NOTE: The exact spin-coating, soft baking, exposing, post-baking, and developing conditions (time, temperature) will vary based on the photoresist being used and the desired layer thickness. The actual conditions and exact photolithography procedure should be based on the photoresist manufacturer's instructions.
- Preparation of a microfluidic device using the master mold (soft lithography)
- Retrieve the master mold and secure it in the middle of a 150 mm x 15 mm plastic Petri dish with tape.
- Prepare ~15-20 g of PDMS based on the manufacturer's instructions. Place the PDMS in a vacuum chamber or let it rest until free of any bubbles. Pour the PDMS into the Petri dish containing the master mold.
- Let the Petri dish with the master mold rest on the countertop until the PDMS is free of any bubbles. Place the Petri dish in an oven at 65 °C until the PDMS is fully cured (at least 3 h).
- Cut out the PDMS to reveal the microchannel structures. Cut the PDMS around the microchannel structures into separate microchips and create the inlet and outlet holes for the microfluidic device.
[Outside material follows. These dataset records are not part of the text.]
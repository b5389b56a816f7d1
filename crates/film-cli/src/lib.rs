//! Library side of the `film-clean` binary: pipeline files, logging setup
//! and the pipeline runner.

pub mod config;
pub mod logging;
pub mod operator;
pub mod pipeline;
Use tape to gently remove any small particulates that may lie on the PDMS surface.
- Complete the microchip fabrication by bonding the PDMS chip to the PDMS or a microscope slide by plasma-treating the PDMS chip and the additional substrate.
- Determination of the alignment error
- Retrieve the master mold and use the upright microscope to determine the gap distance (alignment error) between the first layer and second layer. Do this by simply measuring the distance by which the second layer is shifted and misaligned from the first layer on the microchannel structures (see Figure 5D for an example of a measured gap distance).
- Use the upright microscope to determine whether the PDMS chip contains channel walls that are straight with clear device edges. Additionally, check the PDMS chip for any possible defects that may hinder device functionality.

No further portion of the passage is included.